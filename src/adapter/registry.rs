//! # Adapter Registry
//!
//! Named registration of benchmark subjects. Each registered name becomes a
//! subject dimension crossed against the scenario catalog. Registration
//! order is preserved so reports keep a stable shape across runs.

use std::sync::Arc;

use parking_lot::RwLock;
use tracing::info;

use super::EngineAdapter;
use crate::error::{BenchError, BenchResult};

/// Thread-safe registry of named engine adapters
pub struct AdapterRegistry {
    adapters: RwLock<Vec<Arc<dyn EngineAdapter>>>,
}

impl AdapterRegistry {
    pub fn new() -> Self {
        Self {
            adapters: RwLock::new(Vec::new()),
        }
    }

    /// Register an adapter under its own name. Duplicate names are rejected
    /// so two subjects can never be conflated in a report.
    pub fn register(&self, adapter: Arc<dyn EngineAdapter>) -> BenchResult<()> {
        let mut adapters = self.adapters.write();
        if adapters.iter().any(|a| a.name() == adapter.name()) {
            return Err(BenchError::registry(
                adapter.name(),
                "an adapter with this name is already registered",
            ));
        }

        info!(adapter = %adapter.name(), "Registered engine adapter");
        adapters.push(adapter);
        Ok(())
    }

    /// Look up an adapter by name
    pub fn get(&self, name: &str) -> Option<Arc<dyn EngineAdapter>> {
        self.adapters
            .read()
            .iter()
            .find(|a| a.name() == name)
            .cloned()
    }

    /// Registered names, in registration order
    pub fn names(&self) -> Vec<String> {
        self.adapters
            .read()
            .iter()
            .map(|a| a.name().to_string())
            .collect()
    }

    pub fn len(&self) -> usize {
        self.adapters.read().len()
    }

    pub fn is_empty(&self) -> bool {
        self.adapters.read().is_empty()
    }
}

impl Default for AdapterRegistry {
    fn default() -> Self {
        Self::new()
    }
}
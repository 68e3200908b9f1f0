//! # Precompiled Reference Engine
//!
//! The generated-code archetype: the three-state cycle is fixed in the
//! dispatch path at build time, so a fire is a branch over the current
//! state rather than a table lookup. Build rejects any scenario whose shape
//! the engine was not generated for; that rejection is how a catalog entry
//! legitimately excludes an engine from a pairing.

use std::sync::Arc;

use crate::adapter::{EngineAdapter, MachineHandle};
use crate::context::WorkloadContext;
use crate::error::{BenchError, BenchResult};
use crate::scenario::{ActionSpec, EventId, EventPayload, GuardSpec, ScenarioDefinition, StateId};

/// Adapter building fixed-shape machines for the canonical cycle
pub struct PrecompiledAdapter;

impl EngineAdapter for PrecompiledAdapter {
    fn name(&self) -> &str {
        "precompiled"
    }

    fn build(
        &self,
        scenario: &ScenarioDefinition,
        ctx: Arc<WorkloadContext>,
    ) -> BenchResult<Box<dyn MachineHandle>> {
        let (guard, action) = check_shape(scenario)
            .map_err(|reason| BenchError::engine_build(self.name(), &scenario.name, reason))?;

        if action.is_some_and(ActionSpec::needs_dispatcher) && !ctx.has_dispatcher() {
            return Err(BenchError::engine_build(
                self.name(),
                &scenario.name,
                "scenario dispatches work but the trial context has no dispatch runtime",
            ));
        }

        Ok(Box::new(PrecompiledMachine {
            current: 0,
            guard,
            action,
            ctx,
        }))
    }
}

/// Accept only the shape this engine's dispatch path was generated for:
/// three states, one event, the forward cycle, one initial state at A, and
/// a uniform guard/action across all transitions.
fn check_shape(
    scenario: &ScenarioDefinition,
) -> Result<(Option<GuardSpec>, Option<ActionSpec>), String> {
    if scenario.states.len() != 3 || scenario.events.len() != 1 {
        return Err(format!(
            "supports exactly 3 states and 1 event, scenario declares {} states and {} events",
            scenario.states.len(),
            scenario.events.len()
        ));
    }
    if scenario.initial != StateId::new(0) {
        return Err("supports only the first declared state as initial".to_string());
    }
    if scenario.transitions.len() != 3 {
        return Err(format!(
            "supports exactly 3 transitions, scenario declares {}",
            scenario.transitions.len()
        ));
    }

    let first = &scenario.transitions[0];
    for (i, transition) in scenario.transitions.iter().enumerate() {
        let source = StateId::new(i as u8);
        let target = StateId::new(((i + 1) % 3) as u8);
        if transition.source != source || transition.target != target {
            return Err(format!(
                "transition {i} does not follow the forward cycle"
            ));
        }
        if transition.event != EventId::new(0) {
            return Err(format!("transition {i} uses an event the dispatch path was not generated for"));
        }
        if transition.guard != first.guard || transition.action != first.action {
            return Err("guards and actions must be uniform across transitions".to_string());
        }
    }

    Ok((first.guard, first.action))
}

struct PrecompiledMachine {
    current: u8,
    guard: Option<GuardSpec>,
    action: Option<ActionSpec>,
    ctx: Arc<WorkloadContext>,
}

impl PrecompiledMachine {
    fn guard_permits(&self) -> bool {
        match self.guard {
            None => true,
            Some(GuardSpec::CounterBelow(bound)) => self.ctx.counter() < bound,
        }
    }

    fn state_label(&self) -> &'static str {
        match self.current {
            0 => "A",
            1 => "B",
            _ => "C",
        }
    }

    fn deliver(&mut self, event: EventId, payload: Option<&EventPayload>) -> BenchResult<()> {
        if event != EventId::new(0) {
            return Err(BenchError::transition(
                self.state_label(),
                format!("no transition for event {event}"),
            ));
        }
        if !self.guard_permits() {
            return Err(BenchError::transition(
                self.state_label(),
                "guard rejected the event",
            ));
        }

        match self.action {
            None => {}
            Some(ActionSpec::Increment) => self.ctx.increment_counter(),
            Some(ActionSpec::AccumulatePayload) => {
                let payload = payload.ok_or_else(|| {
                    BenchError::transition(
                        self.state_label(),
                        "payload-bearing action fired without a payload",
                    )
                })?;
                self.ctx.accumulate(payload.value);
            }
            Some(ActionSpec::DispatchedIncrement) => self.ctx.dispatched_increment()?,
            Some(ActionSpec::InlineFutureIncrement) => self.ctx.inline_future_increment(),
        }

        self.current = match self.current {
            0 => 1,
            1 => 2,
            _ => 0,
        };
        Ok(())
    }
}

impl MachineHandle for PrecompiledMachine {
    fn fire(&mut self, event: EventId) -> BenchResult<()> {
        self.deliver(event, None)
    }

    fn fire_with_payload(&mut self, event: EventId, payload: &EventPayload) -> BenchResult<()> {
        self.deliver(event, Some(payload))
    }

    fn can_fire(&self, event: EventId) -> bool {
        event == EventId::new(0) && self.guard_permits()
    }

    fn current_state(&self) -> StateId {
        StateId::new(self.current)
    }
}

________________________________________

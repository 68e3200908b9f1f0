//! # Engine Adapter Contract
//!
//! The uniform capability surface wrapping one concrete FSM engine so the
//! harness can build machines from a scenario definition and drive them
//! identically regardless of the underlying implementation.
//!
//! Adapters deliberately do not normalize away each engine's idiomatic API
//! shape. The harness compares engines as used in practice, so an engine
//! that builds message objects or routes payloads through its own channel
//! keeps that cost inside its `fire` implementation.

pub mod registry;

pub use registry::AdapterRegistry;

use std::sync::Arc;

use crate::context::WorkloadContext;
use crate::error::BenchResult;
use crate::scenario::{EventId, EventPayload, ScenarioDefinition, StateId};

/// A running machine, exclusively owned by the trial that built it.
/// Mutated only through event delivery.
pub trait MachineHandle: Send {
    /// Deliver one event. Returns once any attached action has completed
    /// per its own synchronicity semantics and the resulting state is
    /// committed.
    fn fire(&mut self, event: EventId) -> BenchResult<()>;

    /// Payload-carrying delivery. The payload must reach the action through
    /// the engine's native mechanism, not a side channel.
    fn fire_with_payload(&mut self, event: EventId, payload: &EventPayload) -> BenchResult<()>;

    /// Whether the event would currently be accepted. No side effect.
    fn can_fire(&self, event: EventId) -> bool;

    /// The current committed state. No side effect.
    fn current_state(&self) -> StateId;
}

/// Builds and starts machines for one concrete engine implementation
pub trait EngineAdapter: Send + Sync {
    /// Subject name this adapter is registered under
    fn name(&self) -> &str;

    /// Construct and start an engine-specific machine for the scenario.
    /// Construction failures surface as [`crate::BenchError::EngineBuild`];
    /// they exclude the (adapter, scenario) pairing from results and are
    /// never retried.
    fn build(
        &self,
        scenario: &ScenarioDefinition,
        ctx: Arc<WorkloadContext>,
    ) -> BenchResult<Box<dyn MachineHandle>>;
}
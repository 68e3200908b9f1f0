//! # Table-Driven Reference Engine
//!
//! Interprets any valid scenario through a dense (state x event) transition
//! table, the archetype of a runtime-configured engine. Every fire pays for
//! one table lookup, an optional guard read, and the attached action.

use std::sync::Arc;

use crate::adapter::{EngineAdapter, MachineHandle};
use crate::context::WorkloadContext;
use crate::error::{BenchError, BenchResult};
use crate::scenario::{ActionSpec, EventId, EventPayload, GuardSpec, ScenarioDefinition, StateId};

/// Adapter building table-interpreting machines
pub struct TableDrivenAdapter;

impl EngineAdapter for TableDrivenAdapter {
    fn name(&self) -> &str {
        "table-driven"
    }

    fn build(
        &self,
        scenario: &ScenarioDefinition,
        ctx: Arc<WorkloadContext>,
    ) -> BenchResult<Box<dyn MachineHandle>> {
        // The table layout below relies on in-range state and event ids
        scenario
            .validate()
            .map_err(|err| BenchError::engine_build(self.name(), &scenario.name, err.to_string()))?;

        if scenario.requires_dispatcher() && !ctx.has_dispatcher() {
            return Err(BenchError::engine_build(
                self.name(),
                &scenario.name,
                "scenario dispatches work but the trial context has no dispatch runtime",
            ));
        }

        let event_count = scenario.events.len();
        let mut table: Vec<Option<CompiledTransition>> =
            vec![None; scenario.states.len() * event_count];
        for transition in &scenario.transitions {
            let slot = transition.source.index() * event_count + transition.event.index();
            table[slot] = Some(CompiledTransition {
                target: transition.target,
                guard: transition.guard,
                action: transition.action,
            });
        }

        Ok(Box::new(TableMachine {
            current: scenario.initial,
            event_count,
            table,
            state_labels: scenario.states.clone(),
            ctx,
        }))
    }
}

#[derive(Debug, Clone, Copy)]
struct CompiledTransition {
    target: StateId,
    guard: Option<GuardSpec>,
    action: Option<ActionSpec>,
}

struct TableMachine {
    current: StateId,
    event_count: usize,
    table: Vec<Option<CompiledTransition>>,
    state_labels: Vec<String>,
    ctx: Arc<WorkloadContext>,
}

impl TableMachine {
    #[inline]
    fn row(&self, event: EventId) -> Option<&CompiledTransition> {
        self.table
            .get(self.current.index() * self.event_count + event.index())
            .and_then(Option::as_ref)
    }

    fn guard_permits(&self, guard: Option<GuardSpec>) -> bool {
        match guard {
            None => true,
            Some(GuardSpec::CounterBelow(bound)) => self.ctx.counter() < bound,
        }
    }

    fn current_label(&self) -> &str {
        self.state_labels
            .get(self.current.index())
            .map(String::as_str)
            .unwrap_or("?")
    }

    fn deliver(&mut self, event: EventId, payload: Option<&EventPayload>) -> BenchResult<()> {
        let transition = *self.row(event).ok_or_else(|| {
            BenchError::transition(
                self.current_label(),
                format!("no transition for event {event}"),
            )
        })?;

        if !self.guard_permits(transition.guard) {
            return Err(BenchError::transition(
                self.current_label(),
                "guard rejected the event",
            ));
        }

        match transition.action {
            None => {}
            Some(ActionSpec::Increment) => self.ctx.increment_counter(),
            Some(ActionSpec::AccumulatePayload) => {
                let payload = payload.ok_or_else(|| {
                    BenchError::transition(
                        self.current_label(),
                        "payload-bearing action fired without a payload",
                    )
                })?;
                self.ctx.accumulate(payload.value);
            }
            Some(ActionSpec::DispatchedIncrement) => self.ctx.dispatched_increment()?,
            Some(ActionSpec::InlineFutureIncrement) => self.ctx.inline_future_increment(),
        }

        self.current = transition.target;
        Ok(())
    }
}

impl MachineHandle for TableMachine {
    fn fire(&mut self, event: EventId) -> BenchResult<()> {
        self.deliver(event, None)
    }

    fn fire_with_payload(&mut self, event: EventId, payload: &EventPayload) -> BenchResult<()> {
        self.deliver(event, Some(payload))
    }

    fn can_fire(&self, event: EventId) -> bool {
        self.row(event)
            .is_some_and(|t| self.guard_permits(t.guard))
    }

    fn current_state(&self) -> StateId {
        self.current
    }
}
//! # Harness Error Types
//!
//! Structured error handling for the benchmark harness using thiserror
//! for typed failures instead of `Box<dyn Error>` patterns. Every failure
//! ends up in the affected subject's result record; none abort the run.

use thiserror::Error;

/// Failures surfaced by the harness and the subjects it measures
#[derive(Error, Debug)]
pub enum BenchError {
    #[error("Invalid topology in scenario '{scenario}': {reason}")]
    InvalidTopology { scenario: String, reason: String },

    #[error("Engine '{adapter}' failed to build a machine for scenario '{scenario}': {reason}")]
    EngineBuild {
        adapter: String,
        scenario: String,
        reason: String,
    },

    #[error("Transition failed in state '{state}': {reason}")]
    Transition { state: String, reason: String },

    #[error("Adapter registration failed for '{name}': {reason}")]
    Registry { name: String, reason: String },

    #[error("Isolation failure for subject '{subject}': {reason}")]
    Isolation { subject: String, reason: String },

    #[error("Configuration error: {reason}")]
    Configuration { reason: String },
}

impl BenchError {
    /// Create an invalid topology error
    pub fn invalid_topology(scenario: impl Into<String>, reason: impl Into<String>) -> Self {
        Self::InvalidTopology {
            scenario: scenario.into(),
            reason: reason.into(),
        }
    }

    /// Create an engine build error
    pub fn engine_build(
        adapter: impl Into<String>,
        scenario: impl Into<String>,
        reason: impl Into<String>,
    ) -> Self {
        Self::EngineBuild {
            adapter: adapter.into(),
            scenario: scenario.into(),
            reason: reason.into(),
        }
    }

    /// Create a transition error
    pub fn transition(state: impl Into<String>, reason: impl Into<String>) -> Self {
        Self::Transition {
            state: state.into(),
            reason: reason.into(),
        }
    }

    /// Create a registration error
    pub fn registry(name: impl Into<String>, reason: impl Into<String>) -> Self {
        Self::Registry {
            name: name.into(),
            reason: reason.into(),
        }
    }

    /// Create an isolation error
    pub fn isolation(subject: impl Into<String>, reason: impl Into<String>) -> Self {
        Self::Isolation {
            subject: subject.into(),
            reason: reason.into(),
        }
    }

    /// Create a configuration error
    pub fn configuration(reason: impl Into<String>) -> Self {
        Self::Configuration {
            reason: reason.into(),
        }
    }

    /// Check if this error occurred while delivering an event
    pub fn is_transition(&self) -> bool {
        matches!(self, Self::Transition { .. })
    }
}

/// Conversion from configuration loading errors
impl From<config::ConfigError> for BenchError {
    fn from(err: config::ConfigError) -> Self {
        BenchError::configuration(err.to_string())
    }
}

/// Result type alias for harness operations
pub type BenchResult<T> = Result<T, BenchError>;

________________________________________

* Action item *
For each line above that includes "archetype", copy the line.

* Completed exercise *
//! The generated-code archetype: the three-state cycle is fixed in the
//! table, the archetype of a runtime-configured engine. Every fire pays for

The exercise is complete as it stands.